## Problem to work on
Copy exactly, please, the lines of the data from its start through the line containing "chain is non-empty".

Stored records
• • •
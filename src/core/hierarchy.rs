//! core::hierarchy
//!
//! Fibonacci-sized hierarchy composition.
//!
//! # Architecture
//!
//! A hierarchy is either [`Hierarchy::Terminal`] or a [`Composite`] that
//! exclusively owns two siblings:
//! - `head_chain`: the linear chain built from the chunk at this depth
//! - `tail`: the hierarchy composed from the rest of the sequence at `depth + 1`
//!
//! # Invariants
//!
//! - Chunk sizes follow `fib(depth)`; only the deepest chunk may be short
//! - Every composite's head chain is non-empty
//! - Depth strictly increases along `tail`, so composition terminates after
//!   `O(log_phi(len))` levels
//! - Ownership is a strict tree: nothing is shared between hierarchies
//!
//! # Example
//!
//! ```
//! use hierarchy_builder::core::hierarchy::compose;
//!
//! let h = compose(vec!['a', 'b', 'c', 'd']);
//! let chunks: Vec<Vec<char>> = h
//!     .levels()
//!     .map(|level| level.head_chain().iter().copied().collect())
//!     .collect();
//! assert_eq!(chunks, vec![vec!['a'], vec!['b'], vec!['c', 'd']]);
//! assert_eq!(h.values().collect::<String>(), "abcd");
//! ```

use serde::Serialize;
use std::fmt::Display;

use super::chain::{build_chain, Chain};
use super::fib::fib_saturating;
use super::partition::chunk_len;
use super::types::Fingerprint;

/// A composed hierarchy.
#[derive(Debug, Clone, PartialEq, Eq)]
pub enum Hierarchy<T> {
    /// One level: a chain plus everything deeper.
    Composite(Box<Composite<T>>),
    /// Empty composition. Owns nothing.
    Terminal,
}

/// A hierarchy level owning its chain and the deeper hierarchy.
#[derive(Debug, Clone, PartialEq, Eq)]
pub struct Composite<T> {
    depth: usize,
    head_chain: Chain<T>,
    tail: Hierarchy<T>,
}

impl<T> Composite<T> {
    /// Depth this level was composed at.
    pub fn depth(&self) -> usize {
        self.depth
    }

    /// The chain built from this level's chunk.
    pub fn head_chain(&self) -> &Chain<T> {
        &self.head_chain
    }

    /// The hierarchy composed from the rest of the sequence.
    pub fn tail(&self) -> &Hierarchy<T> {
        &self.tail
    }

    /// `fib(depth)`, the length this level's chunk was allowed to reach.
    pub fn nominal_len(&self) -> u64 {
        fib_saturating(self.depth)
    }

    /// True if the sequence ran out before the chunk reached `nominal_len`.
    pub fn is_truncated(&self) -> bool {
        (self.head_chain.len() as u64) < self.nominal_len()
    }
}

/// Compose `sequence` starting at depth 0.
pub fn compose<T, I>(sequence: I) -> Hierarchy<T>
where
    I: IntoIterator<Item = T>,
{
    compose_from(sequence, 0)
}

/// Compose `sequence` starting at `depth`.
///
/// The first chunk takes `fib(depth)` elements.
pub fn compose_from<T, I>(sequence: I, depth: usize) -> Hierarchy<T>
where
    I: IntoIterator<Item = T>,
{
    let mut remaining = sequence.into_iter().collect::<Vec<_>>().into_iter();
    compose_level(&mut remaining, depth)
}

fn compose_level<T>(remaining: &mut std::vec::IntoIter<T>, depth: usize) -> Hierarchy<T> {
    if remaining.len() == 0 {
        return Hierarchy::Terminal;
    }

    let take = chunk_len(remaining.len(), depth);
    let chunk: Vec<T> = remaining.by_ref().take(take).collect();
    let head_chain = build_chain(chunk);
    let tail = compose_level(remaining, depth.saturating_add(1));

    Hierarchy::Composite(Box::new(Composite {
        depth,
        head_chain,
        tail,
    }))
}

impl<T> Hierarchy<T> {
    /// True if the hierarchy owns no units.
    pub fn is_terminal(&self) -> bool {
        matches!(self, Hierarchy::Terminal)
    }

    /// The outermost level, if any.
    pub fn composite(&self) -> Option<&Composite<T>> {
        match self {
            Hierarchy::Composite(composite) => Some(&**composite),
            Hierarchy::Terminal => None,
        }
    }

    /// Iterate levels outermost first.
    pub fn levels(&self) -> Levels<'_, T> {
        Levels { current: self }
    }

    /// Iterate values left to right, chunk by chunk, outermost first.
    pub fn values(&self) -> impl Iterator<Item = &T> + '_ {
        self.levels().flat_map(|level| level.head_chain.iter())
    }

    /// Consume the hierarchy, yielding its values in traversal order.
    pub fn into_values(self) -> Vec<T> {
        let mut values = Vec::with_capacity(self.unit_count());
        let mut current = self;
        while let Hierarchy::Composite(composite) = current {
            let Composite {
                head_chain, tail, ..
            } = *composite;
            values.extend(head_chain);
            current = tail;
        }
        values
    }

    /// Total number of units across all levels.
    pub fn unit_count(&self) -> usize {
        self.levels().map(|level| level.head_chain.len()).sum()
    }

    /// Number of levels (chunks).
    pub fn level_count(&self) -> usize {
        self.levels().count()
    }

    /// A flat, serializable snapshot of the hierarchy.
    pub fn layout(&self) -> Layout<'_, T> {
        Layout {
            levels: self
                .levels()
                .map(|level| LevelLayout {
                    depth: level.depth,
                    nominal_len: level.nominal_len(),
                    len: level.head_chain.len(),
                    values: level.head_chain.iter().collect(),
                })
                .collect(),
        }
    }

    /// A content hash over every `(depth, value)` pair in traversal order.
    pub fn fingerprint(&self) -> Fingerprint
    where
        T: Display,
    {
        Fingerprint::compute(self.levels().flat_map(|level| {
            level
                .head_chain
                .iter()
                .map(move |value| (level.depth, value.to_string()))
        }))
    }
}

impl<T> Default for Hierarchy<T> {
    fn default() -> Self {
        Hierarchy::Terminal
    }
}

impl<T> FromIterator<T> for Hierarchy<T> {
    fn from_iter<I: IntoIterator<Item = T>>(iter: I) -> Self {
        compose(iter)
    }
}

/// Iterator over the levels of a hierarchy.
pub struct Levels<'a, T> {
    current: &'a Hierarchy<T>,
}

impl<'a, T> Iterator for Levels<'a, T> {
    type Item = &'a Composite<T>;

    fn next(&mut self) -> Option<Self::Item> {
        let composite = self.current.composite()?;
        self.current = &composite.tail;
        Some(composite)
    }
}

/// Flat snapshot of a hierarchy, outermost level first.
#[derive(Debug, Serialize)]
pub struct Layout<'a, T> {
    pub levels: Vec<LevelLayout<'a, T>>,
}

/// One level of a [`Layout`].
#[derive(Debug, Serialize)]
pub struct LevelLayout<'a, T> {
    pub depth: usize,
    pub nominal_len: u64,
    pub len: usize,
    pub values: Vec<&'a T>,
}
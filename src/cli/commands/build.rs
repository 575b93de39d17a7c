//! build command - Compose slots into a hierarchy and render it

use serde::Serialize;

use crate::cli::Context;
use crate::core::config::RenderStyle;
use crate::core::hierarchy::{compose_from, Hierarchy, LevelLayout};
use crate::core::types::Slot;
use crate::ui::output;
use crate::ui::render::{render_flat, render_tree, TreeOptions};
use anyhow::{Context as _, Result};

/// JSON output of `build --style json`.
#[derive(Debug, Serialize)]
struct BuildReport<'a> {
    unit_count: usize,
    level_count: usize,
    #[serde(skip_serializing_if = "Option::is_none")]
    fingerprint: Option<String>,
    levels: Vec<LevelLayout<'a, Slot>>,
}

impl<'a> BuildReport<'a> {
    fn new(hierarchy: &'a Hierarchy<Slot>, fingerprint: bool) -> Self {
        Self {
            unit_count: hierarchy.unit_count(),
            level_count: hierarchy.level_count(),
            fingerprint: fingerprint.then(|| hierarchy.fingerprint().to_string()),
            levels: hierarchy.layout().levels,
        }
    }
}

/// Compose `slots` from `start_depth` and print the result.
///
/// `style` overrides the configured render style. `no_nominal` overrides
/// `render.show_nominal`.
pub fn build(
    ctx: &Context,
    slots: Vec<Slot>,
    start_depth: usize,
    style: Option<RenderStyle>,
    fingerprint: bool,
    no_nominal: bool,
) -> Result<()> {
    let verbosity = ctx.verbosity();
    let config = ctx.load_config()?;
    let style = style.unwrap_or_else(|| config.render_style());

    let hierarchy = compose_from(slots, start_depth);
    output::debug(
        format!(
            "Composed {} unit(s) into {} level(s) from depth {}",
            hierarchy.unit_count(),
            hierarchy.level_count(),
            start_depth
        ),
        verbosity,
    );

    match style {
        RenderStyle::Tree => {
            let options = TreeOptions {
                show_nominal: config.show_nominal() && !no_nominal,
            };
            print!("{}", render_tree(&hierarchy, options));
        }
        RenderStyle::Flat => print!("{}", render_flat(&hierarchy)),
        RenderStyle::Json => {
            let report = BuildReport::new(&hierarchy, fingerprint);
            let json =
                serde_json::to_string_pretty(&report).context("Failed to serialize hierarchy")?;
            println!("{}", json);
            return Ok(());
        }
    }

    if fingerprint {
        println!("fingerprint {}", hierarchy.fingerprint());
    }

    Ok(())
}
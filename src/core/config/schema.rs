//! core::config::schema
//!
//! Configuration schema types.
//!
//! # Location
//!
//! Searched in order:
//! 1. `$HB_CONFIG` if set
//! 2. `$XDG_CONFIG_HOME/hb/config.toml`
//! 3. `~/.hb/config.toml` (canonical write location)
//!
//! # Validation
//!
//! Config values are validated after parsing to ensure they name a known
//! render style or overflow policy.

use serde::{Deserialize, Serialize};

use super::ConfigError;

/// Configuration file contents.
///
/// # Example
///
/// ```toml
/// [render]
/// style = "tree"
/// show_nominal = true
///
/// [fib]
/// overflow = "error"
/// ```
#[derive(Debug, Clone, Default, Serialize, Deserialize, PartialEq)]
#[serde(default, deny_unknown_fields)]
pub struct FileConfig {
    /// Rendering defaults for `build`
    pub render: Option<RenderConfig>,

    /// Fibonacci index defaults
    pub fib: Option<FibConfig>,
}

impl FileConfig {
    /// Validate the configuration values.
    ///
    /// # Errors
    ///
    /// Returns `ConfigError::InvalidValue` if any value is invalid.
    pub fn validate(&self) -> Result<(), ConfigError> {
        if let Some(render) = &self.render {
            render.validate()?;
        }
        if let Some(fib) = &self.fib {
            fib.validate()?;
        }
        Ok(())
    }
}

/// Render defaults.
#[derive(Debug, Clone, Default, Serialize, Deserialize, PartialEq)]
#[serde(default, deny_unknown_fields)]
pub struct RenderConfig {
    /// Output style ("tree", "flat" or "json")
    pub style: Option<String>,

    /// Annotate levels with their nominal Fibonacci length
    pub show_nominal: Option<bool>,
}

impl RenderConfig {
    /// Valid render styles.
    pub const VALID_STYLES: &'static [&'static str] = &["tree", "flat", "json"];

    /// Validate the render configuration.
    pub fn validate(&self) -> Result<(), ConfigError> {
        if let Some(style) = &self.style {
            if !Self::VALID_STYLES.contains(&style.as_str()) {
                return Err(ConfigError::InvalidValue(format!(
                    "invalid render style '{}', must be one of: {}",
                    style,
                    Self::VALID_STYLES.join(", ")
                )));
            }
        }
        Ok(())
    }
}

/// Fibonacci index defaults.
#[derive(Debug, Clone, Default, Serialize, Deserialize, PartialEq)]
#[serde(default, deny_unknown_fields)]
pub struct FibConfig {
    /// What `fib` does past the overflow ceiling ("error" or "saturate")
    pub overflow: Option<String>,
}

impl FibConfig {
    /// Valid overflow policies.
    pub const VALID_POLICIES: &'static [&'static str] = &["error", "saturate"];

    /// Validate the fib configuration.
    pub fn validate(&self) -> Result<(), ConfigError> {
        if let Some(policy) = &self.overflow {
            if !Self::VALID_POLICIES.contains(&policy.as_str()) {
                return Err(ConfigError::InvalidValue(format!(
                    "invalid overflow policy '{}', must be one of: {}",
                    policy,
                    Self::VALID_POLICIES.join(", ")
                )));
            }
        }
        Ok(())
    }
}
//! cli::args
//!
//! Command-line argument definitions using clap derive.
//!
//! # Global Flags
//!
//! These flags are available on all commands:
//! - `--help` / `-h`: Show help
//! - `--version`: Show version
//! - `--config <path>`: Use this config file instead of searching
//! - `--debug`: Enable debug logging
//! - `--quiet` / `-q`: Minimal output

use clap::{Parser, Subcommand};
use std::path::PathBuf;

use crate::core::config::RenderStyle;
use crate::core::types::Slot;

/// hb - Compose slot sequences into Fibonacci-sized ownership hierarchies
#[derive(Parser, Debug)]
#[command(name = "hb")]
#[command(author, version, about, long_about = None)]
pub struct Cli {
    /// Use this config file instead of searching the default locations
    #[arg(long, global = true, value_name = "PATH")]
    pub config: Option<PathBuf>,

    /// Enable debug logging
    #[arg(long, global = true)]
    pub debug: bool,

    /// Minimal output
    #[arg(short, long, global = true)]
    pub quiet: bool,

    #[command(subcommand)]
    pub command: Command,
}

impl Cli {
    /// Parse command-line arguments.
    pub fn parse_args() -> Self {
        Parser::parse()
    }
}

/// Available commands.
#[derive(Subcommand, Debug)]
pub enum Command {
    /// Print a Fibonacci index value
    #[command(
        name = "fib",
        long_about = "Print fib(N), where fib(0) = fib(1) = 1.\n\n\
            Values are 64-bit. fib(92) is the largest representable value; larger \
            indices fail with an overflow error unless saturation is requested \
            with --saturate or `fib.overflow = \"saturate\"` in the config file.",
        after_help = "\
EXAMPLES:
    # A single value
    hb fib 4

    # The table from fib(0) through fib(10)
    hb fib 10 --upto

    # Clamp instead of failing past the ceiling
    hb fib 100 --saturate"
    )]
    Fib {
        /// Index to compute
        index: usize,

        /// Print every index from 0 through N
        #[arg(long)]
        upto: bool,

        /// Clamp to the largest u64 instead of failing on overflow
        #[arg(long)]
        saturate: bool,
    },

    /// Show how slots split into Fibonacci-sized chunks
    #[command(
        name = "partition",
        long_about = "Split a sequence of slots into chunks of fib(0), fib(1), ... \
            elements and print each chunk with its depth.\n\n\
            A slot is `kind` or `kind=literal`, where kind is one of int, char, \
            bool, long. With no slots, the list `int char bool long` is used. \
            The final chunk is truncated if the sequence runs out.",
        after_help = "\
EXAMPLES:
    hb partition int char bool long
    hb partition int=1 int=2 int=3 int=4 int=5 --start-depth 2"
    )]
    Partition {
        /// Slots to partition
        #[arg(value_name = "SLOT")]
        slots: Vec<Slot>,

        /// Depth of the first chunk
        #[arg(long, default_value_t = 0)]
        start_depth: usize,
    },

    /// Compose slots into a hierarchy and render it
    #[command(
        name = "build",
        long_about = "Compose a sequence of slots into a hierarchy.\n\n\
            Each level is a linear chain of units built from one Fibonacci-sized \
            chunk; each level owns the level below it. With no slots, the list \
            `int char bool long` is used.",
        after_help = "\
EXAMPLES:
    # Ownership tree (default)
    hb build int char bool long

    # One line, chunks separated by |
    hb build int char bool long --style flat

    # Machine-readable layout with a content fingerprint
    hb build int=7 bool=true --style json --fingerprint"
    )]
    Build {
        /// Slots to compose
        #[arg(value_name = "SLOT")]
        slots: Vec<Slot>,

        /// Depth of the first level
        #[arg(long, default_value_t = 0)]
        start_depth: usize,

        /// Output style: tree, flat or json (overrides config)
        #[arg(long)]
        style: Option<RenderStyle>,

        /// Also print the hierarchy's content fingerprint
        #[arg(long)]
        fingerprint: bool,

        /// Omit the "[len of fib(depth)]" annotation in tree style
        #[arg(long)]
        no_nominal: bool,
    },

    /// Get, set, or list configuration values
    #[command(
        name = "config",
        after_help = "\
KEYS:
    render.style          tree | flat | json
    render.show_nominal   true | false
    fib.overflow          error | saturate"
    )]
    Config {
        #[command(subcommand)]
        action: ConfigAction,
    },

    /// Generate shell completion scripts
    #[command(
        name = "completion",
        after_help = "\
EXAMPLES:
    hb completion bash > ~/.local/share/bash-completion/completions/hb
    hb completion zsh > ~/.zfunc/_hb"
    )]
    Completion {
        /// Shell to generate completions for
        #[arg(value_enum)]
        shell: Shell,
    },
}

/// Config subcommands.
#[derive(Subcommand, Debug, Clone)]
pub enum ConfigAction {
    /// Get a configuration value
    Get {
        /// Configuration key
        key: String,
    },
    /// Set a configuration value
    Set {
        /// Configuration key
        key: String,
        /// Value to set
        value: String,
    },
    /// List all configuration values
    List,
}

/// Supported shells for completion
#[derive(clap::ValueEnum, Debug, Clone, Copy)]
#[allow(clippy::enum_variant_names)]
pub enum Shell {
    Bash,
    Zsh,
    Fish,
    PowerShell,
}
//! ui
//!
//! User-facing output.
//!
//! # Modules
//!
//! - [`output`] - Verbosity-aware printing and diagnostics
//! - [`render`] - Text rendering of composed hierarchies
//!
//! # Design
//!
//! All output goes through this module so quiet and debug modes are
//! honoured consistently. Rendering functions return strings and never
//! print, which keeps them testable.

pub mod output;
pub mod render;
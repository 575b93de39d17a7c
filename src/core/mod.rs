//! core
//!
//! Core domain types and composition.
//!
//! # Modules
//!
//! - [`fib`] - The Fibonacci index and its overflow ceiling
//! - [`types`] - Strong types: Slot, SlotKind, Fingerprint
//! - [`partition`] - Fibonacci-sized chunking of a sequence
//! - [`chain`] - Linear ownership chains of units
//! - [`hierarchy`] - Recursive composition of chains into a hierarchy
//! - [`config`] - Configuration schema and loading
//!
//! # Design Principles
//!
//! - Composition is pure and total; only `fib` can fail, and only past its ceiling
//! - Every hierarchy owns its units exclusively, with no sharing between calls
//! - Traversal is outermost level first, left to right within a level

pub mod chain;
pub mod config;
pub mod fib;
pub mod hierarchy;
pub mod partition;
pub mod types;
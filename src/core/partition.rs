//! core::partition
//!
//! Splits a sequence into Fibonacci-sized chunks.
//!
//! # Truncation
//!
//! The chunk at depth `d` nominally holds `fib(d)` elements. When fewer
//! remain, the chunk takes all of them and the remainder is empty. The
//! nominal length saturates past the overflow ceiling, so partitioning is
//! total: it never fails and never reads out of bounds.
//!
//! # Example
//!
//! ```
//! use hierarchy_builder::core::partition::{fib_chunks, partition};
//!
//! let seq = ['a', 'b', 'c', 'd'];
//!
//! let p = partition(&seq, 2);
//! assert_eq!(p.chunk, &['a', 'b']);
//! assert_eq!(p.remainder, &['c', 'd']);
//!
//! let chunks: Vec<&[char]> = fib_chunks(&seq).map(|p| p.chunk).collect();
//! assert_eq!(chunks, vec![&['a'][..], &['b'][..], &['c', 'd'][..]]);
//! ```

use super::fib::fib_saturating;

/// One split of a sequence at a given depth.
#[derive(Debug, Clone, Copy, PartialEq, Eq)]
pub struct Partition<'a, T> {
    /// Depth the split was taken at.
    pub depth: usize,
    /// Leading elements, at most `nominal_len` of them.
    pub chunk: &'a [T],
    /// Everything after the chunk.
    pub remainder: &'a [T],
    /// `fib(depth)`, saturated at `u64::MAX`.
    pub nominal_len: u64,
}

impl<T> Partition<'_, T> {
    /// True if the sequence ran out before the chunk reached its nominal length.
    pub fn is_truncated(&self) -> bool {
        (self.chunk.len() as u64) < self.nominal_len
    }
}

/// Number of elements the chunk at `depth` takes out of `available`.
pub fn chunk_len(available: usize, depth: usize) -> usize {
    usize::try_from(fib_saturating(depth)).map_or(available, |n| n.min(available))
}

/// Split `sequence` at `depth`.
pub fn partition<T>(sequence: &[T], depth: usize) -> Partition<'_, T> {
    let (chunk, remainder) = sequence.split_at(chunk_len(sequence.len(), depth));
    Partition {
        depth,
        chunk,
        remainder,
        nominal_len: fib_saturating(depth),
    }
}

/// Iterate successive partitions starting at depth 0.
pub fn fib_chunks<T>(sequence: &[T]) -> FibChunks<'_, T> {
    fib_chunks_from(sequence, 0)
}

/// Iterate successive partitions starting at `start_depth`.
pub fn fib_chunks_from<T>(sequence: &[T], start_depth: usize) -> FibChunks<'_, T> {
    FibChunks {
        remaining: sequence,
        depth: start_depth,
    }
}

/// Iterator returned by [`fib_chunks`].
///
/// Each item's `remainder` is the input to the next item. Iteration ends once
/// the sequence is exhausted, so an empty input yields nothing.
#[derive(Debug, Clone)]
pub struct FibChunks<'a, T> {
    remaining: &'a [T],
    depth: usize,
}

impl<'a, T> Iterator for FibChunks<'a, T> {
    type Item = Partition<'a, T>;

    fn next(&mut self) -> Option<Self::Item> {
        if self.remaining.is_empty() {
            return None;
        }
        let split = partition(self.remaining, self.depth);
        self.remaining = split.remainder;
        self.depth = self.depth.saturating_add(1);
        Some(split)
    }
}

impl<T> std::iter::FusedIterator for FibChunks<'_, T> {}
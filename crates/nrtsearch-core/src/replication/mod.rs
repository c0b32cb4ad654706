//! NRT point replication
//!
//! Replicas pull NRT points from the primary over a framed TCP protocol:
//! - The primary publishes points through its [`ReplicationPublisher`]
//! - Each node runs a [`ReplicationServer`]; only a primary serves points
//! - A replica's [`ReplicationClient`] fetches the delta (or a full copy),
//!   verifies it, and activates the new version atomically
//!
//! # Architecture
//!
//! ```text
//! ┌─────────────────┐   GetLatestPoint    ┌─────────────────┐
//! │     Primary     │ ◄────────────────── │    Replica 1    │
//! │                 │   TransferHeader    │                 │
//! │  writeNRTPoint  │ ──────────────────► │  stage, verify, │
//! │  publishes v+1  │   FileChunk ...     │  activate v+1   │
//! └─────────────────┘                     └─────────────────┘
//! ```
//!
//! # Wire Protocol
//!
//! All messages use bincode serialization with CRC32 validation:
//!
//! ```text
//! [message_type:1][length:4][payload:N][crc32:4]
//! ```

pub mod client;
pub mod connection;
pub mod protocol;
pub mod publisher;
pub mod server;

pub use client::{ClientStats, ReplicaLocalState, ReplicationClient, SyncOutcome, SyncState};
pub use connection::{FetchedFiles, PrimaryConnection, TransferHeader};
pub use protocol::{ReplicationMessage, ReplicationMessageType};
pub use publisher::{PublisherStats, ReplicationPublisher, SearcherVersion, TransferPlan};
pub use server::ReplicationServer;
//! REST client for a node's HTTP API

use crate::types::*;
use serde::Serialize;
use serde::de::DeserializeOwned;
use std::time::Duration;
use thiserror::Error;

/// REST client errors
#[derive(Error, Debug)]
pub enum ClientError {
    /// Transport failure or undecodable body
    #[error("HTTP error: {0}")]
    Http(#[from] reqwest::Error),

    /// The node answered with an error body
    #[error("{code} ({status}): {message}")]
    Api {
        /// HTTP status code
        status: u16,
        /// Error code from the body
        code: String,
        /// Error message from the body
        message: String,
    },
}

impl ClientError {
    /// Error code sent by the node, if any
    pub fn code(&self) -> Option<&str> {
        match self {
            Self::Api { code, .. } => Some(code),
            Self::Http(_) => None,
        }
    }
}

/// REST client for one node
#[derive(Debug, Clone)]
pub struct RestClient {
    /// Base URL
    base_url: String,
    http: reqwest::Client,
}

impl RestClient {
    /// Create a new REST client
    pub fn new(base_url: impl Into<String>) -> Self {
        Self::with_timeout(base_url, Duration::from_secs(30))
    }

    /// Create a client with a per-request timeout
    pub fn with_timeout(base_url: impl Into<String>, timeout: Duration) -> Self {
        let http = reqwest::Client::builder()
            .timeout(timeout)
            .build()
            .unwrap_or_else(|_| reqwest::Client::new());
        Self {
            base_url: base_url.into().trim_end_matches('/').to_string(),
            http,
        }
    }

    /// Get the base URL
    pub fn base_url(&self) -> &str {
        &self.base_url
    }

    /// Build full URL for a path
    pub fn build_url(&self, path: &str) -> String {
        if path.starts_with('/') {
            format!("{}{}", self.base_url, path)
        } else {
            format!("{}/{}", self.base_url, path)
        }
    }

    /// Send a POST request
    pub async fn post<T: Serialize + ?Sized, R: DeserializeOwned>(
        &self,
        path: &str,
        body: &T,
    ) -> Result<R, ClientError> {
        let url = self.build_url(path);
        tracing::debug!("POST {}", url);
        let response = self.http.post(url).json(body).send().await?;
        Self::decode(response).await
    }

    /// Send a GET request
    pub async fn get<R: DeserializeOwned>(&self, path: &str) -> Result<R, ClientError> {
        let url = self.build_url(path);
        tracing::debug!("GET {}", url);
        let response = self.http.get(url).send().await?;
        Self::decode(response).await
    }

    async fn decode<R: DeserializeOwned>(response: reqwest::Response) -> Result<R, ClientError> {
        let status = response.status();
        if status.is_success() {
            return Ok(response.json().await?);
        }

        let body = response.text().await?;
        let (code, message) = match serde_json::from_str::<ErrorResponse>(&body) {
            Ok(error) => (error.code, error.message),
            Err(_) => ("HTTP_ERROR".to_string(), body),
        };
        Err(ClientError::Api {
            status: status.as_u16(),
            code,
            message,
        })
    }

    fn index_path(index: &str, operation: &str) -> String {
        format!("/v1/indexes/{}/{}", index, operation)
    }

    /// Node health
    pub async fn health(&self) -> Result<HealthResponse, ClientError> {
        self.get("/health").await
    }

    /// Buffer documents on the primary
    pub async fn add_documents(
        &self,
        index: &str,
        documents: Vec<DocumentPayload>,
    ) -> Result<AddDocumentsResponse, ClientError> {
        self.post(&Self::index_path(index, "documents"), &AddDocumentsRequest { documents })
            .await
    }

    /// Refresh (primary) or sync (replica)
    pub async fn refresh(&self, index: &str) -> Result<RefreshResponse, ClientError> {
        self.post(&Self::index_path(index, "refresh"), &serde_json::json!({}))
            .await
    }

    /// Publish a new NRT point on the primary
    pub async fn write_nrt_point(&self, index: &str) -> Result<WriteNrtPointResponse, ClientError> {
        self.post(&Self::index_path(index, "nrt_point"), &serde_json::json!({}))
            .await
    }

    /// Search the active or a pinned version
    pub async fn search(
        &self,
        index: &str,
        request: &SearchRequestBody,
    ) -> Result<SearchResponseBody, ClientError> {
        self.post(&Self::index_path(index, "search"), request).await
    }

    /// Replication status
    pub async fn replication_status(&self, index: &str) -> Result<ReplicationStatusResponse, ClientError> {
        self.get(&Self::index_path(index, "replication")).await
    }

    /// Trigger a sync on a replica
    pub async fn sync(&self, index: &str) -> Result<SyncResponse, ClientError> {
        self.post(&Self::index_path(index, "sync"), &serde_json::json!({}))
            .await
    }
}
• • •
## Result for this exercise
filename src/core/hierarchy.rs
//! core::hierarchy
//!
//! Fibonacci-sized hierarchy composition.
//!
//! # Architecture
//!
//! A hierarchy is either [`Hierarchy::Terminal`] or a [`Composite`] that
//! exclusively owns two siblings:
//! - `head_chain`: the linear chain built from the chunk at this depth
//! - `tail`: the hierarchy composed from the rest of the sequence at `depth + 1`
//!
//! # Invariants
//!
//! - Chunk sizes follow `fib(depth)`; only the deepest chunk may be short
//! - Every composite's head chain is non-empty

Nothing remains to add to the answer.